Crackdown on Illegal Dumping
OVERVIEW OF THIS HANDBOOK
Councils play a crucial part in managing and preventing illegal dumping in their local areas. They are most familiar with local conditions and problems and bear significant illegal dumping clean-up costs.
Local government has a considerable capacity to prevent illegal dumping as a result of its multiple roles in the community. Councils not only regulate illegal dumping incidents after they have occurred, but also have a crucial role in preventing illegal dumping through environmental planning, community education, providing waste collection and disposal services and managing public land.
In 2004, the DEC researched illegal dumping and its effect on local government in NSW. The research identified the need for the DEC’s leadership and co-ordination and recommended it develop an illegal dumping prevention guidebook for local government. This recommendation, together with funding received through the City and Country Program, drove the development of the Crackdown on Illegal Dumping handbook.

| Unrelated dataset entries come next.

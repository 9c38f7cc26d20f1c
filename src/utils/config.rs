//! 配置管理模块
//!
//! 全部配置来自一个 TOML 文件（默认 `config/ha.toml`），每个分段都可省略。

use std::collections::HashSet;
use std::fs;
use std::path::Path;

use serde::{Deserialize, Serialize};

use crate::balancer::LoadBalancingStrategy;
use crate::cluster::{ClusterNode, ClusterNodeStatus, LoadBalancerNode, NodeRole};
use crate::failover::FailoverConfig;
use crate::health::HealthCheckSpec;
use crate::replication::ReplicationConfig;
use crate::{HaError, Result};

#[derive(Debug, Clone, Default, Serialize, Deserialize)]
pub struct HaConfig {
    #[serde(default)]
    pub service: ServiceConfig,
    #[serde(default)]
    pub http: HttpConfig,
    #[serde(default)]
    pub strategy: LoadBalancingStrategy,
    #[serde(default)]
    pub health_check: HealthCheckSpec,
    #[serde(default)]
    pub replication: ReplicationConfig,
    #[serde(default)]
    pub failover: FailoverConfig,
    #[serde(default)]
    pub metrics: MetricsConfig,
    #[serde(default)]
    pub affinity: AffinityConfig,
    #[serde(default)]
    pub load_balancer: Vec<LoadBalancerNodeConfig>,
    #[serde(default)]
    pub cluster: Vec<ClusterNodeConfig>,
}

#[derive(Debug, Clone, Serialize, Deserialize)]
pub struct ServiceConfig {
    #[serde(default = "default_service_name")]
    pub name: String,
    #[serde(default = "default_environment")]
    pub environment: String,
    #[serde(default = "default_log_level")]
    pub log_level: String,
}

impl Default for ServiceConfig {
    fn default() -> Self {
        Self {
            name: default_service_name(),
            environment: default_environment(),
            log_level: default_log_level(),
        }
    }
}

#[derive(Debug, Clone, Serialize, Deserialize)]
pub struct HttpConfig {
    #[serde(default = "default_http_host")]
    pub host: String,
    #[serde(default = "default_http_port")]
    pub port: u16,
}

impl Default for HttpConfig {
    fn default() -> Self {
        Self {
            host: default_http_host(),
            port: default_http_port(),
        }
    }
}

impl HttpConfig {
    pub fn bind_address(&self) -> String {
        format!("{}:{}", self.host, self.port)
    }
}

#[derive(Debug, Clone, Serialize, Deserialize)]
pub struct MetricsConfig {
    /// 指标重算间隔（毫秒）
    #[serde(default = "default_metrics_interval_ms")]
    pub interval_ms: u64,
    /// rps 统计窗口（秒）
    #[serde(default = "default_request_window_secs")]
    pub request_window_secs: u64,
    /// 请求计数保留时长（秒）
    #[serde(default = "default_retention_secs")]
    pub retention_secs: u64,
    /// 是否导出 Prometheus 指标
    #[serde(default = "default_true")]
    pub prometheus: bool,
}

impl Default for MetricsConfig {
    fn default() -> Self {
        Self {
            interval_ms: default_metrics_interval_ms(),
            request_window_secs: default_request_window_secs(),
            retention_secs: default_retention_secs(),
            prometheus: true,
        }
    }
}

#[derive(Debug, Clone, Serialize, Deserialize)]
pub struct AffinityConfig {
    #[serde(default = "default_affinity_cleanup_ms")]
    pub cleanup_interval_ms: u64,
    #[serde(default = "default_affinity_max_entries")]
    pub max_entries: usize,
}

impl Default for AffinityConfig {
    fn default() -> Self {
        Self {
            cleanup_interval_ms: default_affinity_cleanup_ms(),
            max_entries: default_affinity_max_entries(),
        }
    }
}

#[derive(Debug, Clone, Serialize, Deserialize)]
pub struct LoadBalancerNodeConfig {
    pub id: String,
    pub address: String,
    #[serde(default = "default_weight")]
    pub weight: u32,
    /// 同机部署的副本集成员；该节点健康检查失败即视为该成员失联
    #[serde(default)]
    pub cluster_id: Option<String>,
}

impl LoadBalancerNodeConfig {
    pub fn to_node(&self) -> LoadBalancerNode {
        let node =
            LoadBalancerNode::new(self.id.clone(), self.address.clone()).with_weight(self.weight);
        match self.cluster_id {
            Some(ref cluster_id) => node.with_cluster_id(cluster_id.clone()),
            None => node,
        }
    }
}

#[derive(Debug, Clone, Serialize, Deserialize)]
pub struct ClusterNodeConfig {
    pub id: String,
    pub role: NodeRole,
    #[serde(default)]
    pub priority: u32,
    #[serde(default = "default_cluster_status")]
    pub status: ClusterNodeStatus,
    #[serde(default)]
    pub endpoints: Vec<String>,
    #[serde(default)]
    pub data_version: String,
}

impl ClusterNodeConfig {
    pub fn to_node(&self) -> ClusterNode {
        let mut node = ClusterNode::new(self.id.clone(), self.role, self.priority)
            .with_status(self.status);
        node.endpoints = self.endpoints.clone();
        node.data_version = self.data_version.clone();
        node
    }
}

// 默认值函数
fn default_service_name() -> String {
    "qaha".to_string()
}
fn default_environment() -> String {
    "development".to_string()
}
fn default_log_level() -> String {
    "info".to_string()
}
fn default_http_host() -> String {
    "127.0.0.1".to_string()
}
fn default_http_port() -> u16 {
    8095
}
fn default_metrics_interval_ms() -> u64 {
    5000
}
fn default_request_window_secs() -> u64 {
    60
}
fn default_retention_secs() -> u64 {
    300
}
fn default_true() -> bool {
    true
}
fn default_affinity_cleanup_ms() -> u64 {
    60_000
}
fn default_affinity_max_entries() -> usize {
    1000
}
fn default_weight() -> u32 {
    100
}
fn default_cluster_status() -> ClusterNodeStatus {
    ClusterNodeStatus::Active
}

impl HaConfig {
    pub fn load_from_file<P: AsRef<Path>>(path: P) -> Result<Self> {
        let content = fs::read_to_string(path.as_ref())
            .map_err(|e| HaError::ConfigError(format!("Failed to read config file: {}", e)))?;
        Self::from_toml(&content)
    }

    pub fn load_default() -> Result<Self> {
        Self::load_from_file("config/ha.toml")
    }

    /// 解析并校验
    pub fn from_toml(content: &str) -> Result<Self> {
        let config: HaConfig = toml::from_str(content)
            .map_err(|e| HaError::ConfigError(format!("Failed to parse config file: {}", e)))?;
        config.validate()?;
        Ok(config)
    }

    pub fn validate(&self) -> Result<()> {
        let hc = &self.health_check;
        if hc.healthy_threshold == 0 || hc.unhealthy_threshold == 0 {
            return Err(HaError::ConfigError(
                "health_check thresholds must be at least 1".to_string(),
            ));
        }
        if hc.interval_ms == 0 || hc.timeout_ms == 0 {
            return Err(HaError::ConfigError(
                "health_check interval_ms and timeout_ms must be positive".to_string(),
            ));
        }
        if self.replication.check_interval_ms == 0 || self.metrics.interval_ms == 0 {
            return Err(HaError::ConfigError(
                "monitor intervals must be positive".to_string(),
            ));
        }

        let mut seen = HashSet::new();
        for node in &self.load_balancer {
            if !seen.insert(node.id.as_str()) {
                return Err(HaError::ConfigError(format!(
                    "Duplicate load balancer node id: {}",
                    node.id
                )));
            }
            if node.address.is_empty() {
                return Err(HaError::ConfigError(format!(
                    "Load balancer node {} has an empty address",
                    node.id
                )));
            }
        }

        let mut seen = HashSet::new();
        for node in &self.cluster {
            if !seen.insert(node.id.as_str()) {
                return Err(HaError::ConfigError(format!(
                    "Duplicate cluster node id: {}",
                    node.id
                )));
            }
            if node.endpoints.is_empty() {
                return Err(HaError::ConfigError(format!(
                    "Cluster node {} has no endpoints",
                    node.id
                )));
            }
            if node.endpoints.iter().any(|e| e.is_empty()) {
                return Err(HaError::ConfigError(format!(
                    "Cluster node {} has an empty endpoint",
                    node.id
                )));
            }
        }

        for node in &self.load_balancer {
            if let Some(ref cluster_id) = node.cluster_id {
                if !seen.contains(cluster_id.as_str()) {
                    return Err(HaError::ConfigError(format!(
                        "Load balancer node {} refers to unknown cluster node {}",
                        node.id, cluster_id
                    )));
                }
            }
        }

        let masters = self.cluster.iter().filter(|n| n.role == NodeRole::Master).count();
        if masters > 1 {
            return Err(HaError::ConfigError(format!(
                "At most one master may be configured, found {}",
                masters
            )));
        }

        Ok(())
    }

    pub fn load_balancer_nodes(&self) -> Vec<LoadBalancerNode> {
        self.load_balancer.iter().map(|n| n.to_node()).collect()
    }

    pub fn cluster_nodes(&self) -> Vec<ClusterNode> {
        self.cluster.iter().map(|n| n.to_node()).collect()
    }
}

#[cfg(test)]
mod tests {
    use super::*;
    use crate::balancer::{FailoverPolicy, StrategyKind};
    use crate::replication::ReplicationMode;
    use std::io::Write;

    const SAMPLE: &str = r#"
[service]
name = "qaha-test"

[http]
port = 9000

[strategy]
kind = "least-connections"
session_affinity = true
failover_policy = "graceful"

[health_check]
probe = "tcp"
unhealthy_threshold = 2

[replication]
mode = "asynchronous"
max_lag_ms = 500

[[load_balancer]]
id = "web-1"
address = "10.0.0.1:8080"
weight = 3
cluster_id = "db-1"

[[load_balancer]]
id = "web-2"
address = "10.0.0.2:8080"

[[cluster]]
id = "db-1"
role = "master"
priority = 100
endpoints = ["10.0.1.1:5432"]

[[cluster]]
id = "db-2"
role = "slave"
priority = 90
endpoints = ["10.0.1.2:5432"]
"#;

    #[test]
    fn test_parse_sample() {
        let config = HaConfig::from_toml(SAMPLE).unwrap();
        assert_eq!(config.service.name, "qaha-test");
        assert_eq!(config.service.log_level, "info");
        assert_eq!(config.http.bind_address(), "127.0.0.1:9000");
        assert_eq!(config.strategy.kind, StrategyKind::LeastConnections);
        assert_eq!(config.strategy.failover_policy, FailoverPolicy::Graceful);
        assert_eq!(config.health_check.unhealthy_threshold, 2);
        assert_eq!(config.health_check.healthy_threshold, 2);
        assert_eq!(config.replication.mode, ReplicationMode::Asynchronous);
        assert_eq!(config.failover.precheck_max_lag_ms, 5000);

        let lb = config.load_balancer_nodes();
        assert_eq!(lb[0].weight, 3);
        assert_eq!(lb[1].weight, 100);
        assert_eq!(lb[0].cluster_member(), "db-1");
        assert_eq!(lb[1].cluster_member(), "web-2");

        let cluster = config.cluster_nodes();
        assert!(cluster[0].is_master());
        assert_eq!(cluster[0].endpoints, vec!["10.0.1.1:5432".to_string()]);
        assert!(cluster[1].is_active());
    }

    #[test]
    fn test_empty_config_uses_defaults() {
        let config = HaConfig::from_toml("").unwrap();
        assert_eq!(config.strategy.kind, StrategyKind::RoundRobin);
        assert_eq!(config.metrics.request_window_secs, 60);
        assert_eq!(config.affinity.max_entries, 1000);
        assert!(config.load_balancer.is_empty());
    }

    #[test]
    fn test_rejects_zero_threshold() {
        let err = HaConfig::from_toml("[health_check]\nhealthy_threshold = 0\n").unwrap_err();
        assert!(matches!(err, HaError::ConfigError(_)));
    }

    #[test]
    fn test_rejects_duplicate_ids() {
        let toml = r#"
[[load_balancer]]
id = "a"
address = "h:1"
[[load_balancer]]
id = "a"
address = "h:2"
"#;
        assert!(HaConfig::from_toml(toml).is_err());
    }

    #[test]
    fn test_rejects_two_masters() {
        let toml = r#"
[[cluster]]
id = "a"
role = "master"
endpoints = ["h:1"]
[[cluster]]
id = "b"
role = "master"
endpoints = ["h:2"]
"#;
        assert!(HaConfig::from_toml(toml).is_err());
    }

    #[test]
    fn test_rejects_cluster_node_without_endpoints() {
        let err = HaConfig::from_toml("[[cluster]]\nid = \"m\"\nrole = \"master\"\npriority = 100\n")
            .unwrap_err();
        assert!(matches!(err, HaError::ConfigError(ref m) if m.contains("no endpoints")));

        let err = HaConfig::from_toml("[[cluster]]\nid = \"m\"\nrole = \"master\"\nendpoints = [\"\"]\n")
            .unwrap_err();
        assert!(matches!(err, HaError::ConfigError(_)));
    }

    #[test]
    fn test_rejects_unknown_cluster_link() {
        let toml = r#"
[[load_balancer]]
id = "web-1"
address = "h:1"
cluster_id = "db-9"

[[cluster]]
id = "db-1"
role = "master"
endpoints = ["h:5432"]
"#;
        assert!(HaConfig::from_toml(toml).is_err());
    }

    #[test]
    fn test_shipped_config_is_valid() {
        let config = HaConfig::from_toml(include_str!("../../config/ha.toml")).unwrap();
        assert!(config.cluster.iter().all(|n| !n.endpoints.is_empty()));

        let master = config
            .cluster
            .iter()
            .find(|n| n.role == NodeRole::Master)
            .unwrap();
        assert!(config
            .load_balancer_nodes()
            .iter()
            .any(|n| n.cluster_member() == master.id));
    }

    #[test]
    fn test_load_from_file() {
        let mut file = tempfile::NamedTempFile::new().unwrap();
        file.write_all(SAMPLE.as_bytes()).unwrap();
        let config = HaConfig::load_from_file(file.path()).unwrap();
        assert_eq!(config.load_balancer.len(), 2);

        assert!(HaConfig::load_from_file("/nonexistent/ha.toml").is_err());
    }
}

This handbook draws upon research by University College London into fly tipping in England. It is the first step in working with local government in NSW to crack down on illegal dumping and reduce the subsequent environmental, social and financial costs associated with this criminal activity. The handbook encourages a framework for preventing the illegal dumping of solid waste that focuses on minimising opportunities that give rise to illegal dumping. The DEC has also produced a Multi-Unit Dwelling Illegal Dumping Prevention Campaign Council Resource Kit (2006) to assist urban councils with high density residential populations.
Councils are responding to illegal dumping using a variety of methods with varying degrees of effectiveness*. This handbook is designed to help local government crack down on illegal dumping and its particular causes. It suggests well-designed and wellfocused methods that reduce opportunities for illegal dumping by modifying the environment, improving regulatory action, focusing education messages and improving services. If councils incorporate these methods into their illegal dumping prevention programs they can substantially curtail the illegal dumping of solid waste.
The idea is to make illegal dumping harder and less attractive by using the following illegal dumping prevention mechanisms:
- Increase the effort: make access difficult.
- Increase the risks of getting caught.
- Reduce the rewards: deny financial benefits.
- Reduce provocations: don’t give them a reason to dump.
- Remove excuses: educate and inform the community.
The information contained in the handbook is advisory in nature, and readers are encouraged to use it to develop procedures and policies to prevent illegal dumping relevant to local circumstances. It is not intended to be read cover to cover but to instead be a guide whose sections can be referred to when needed.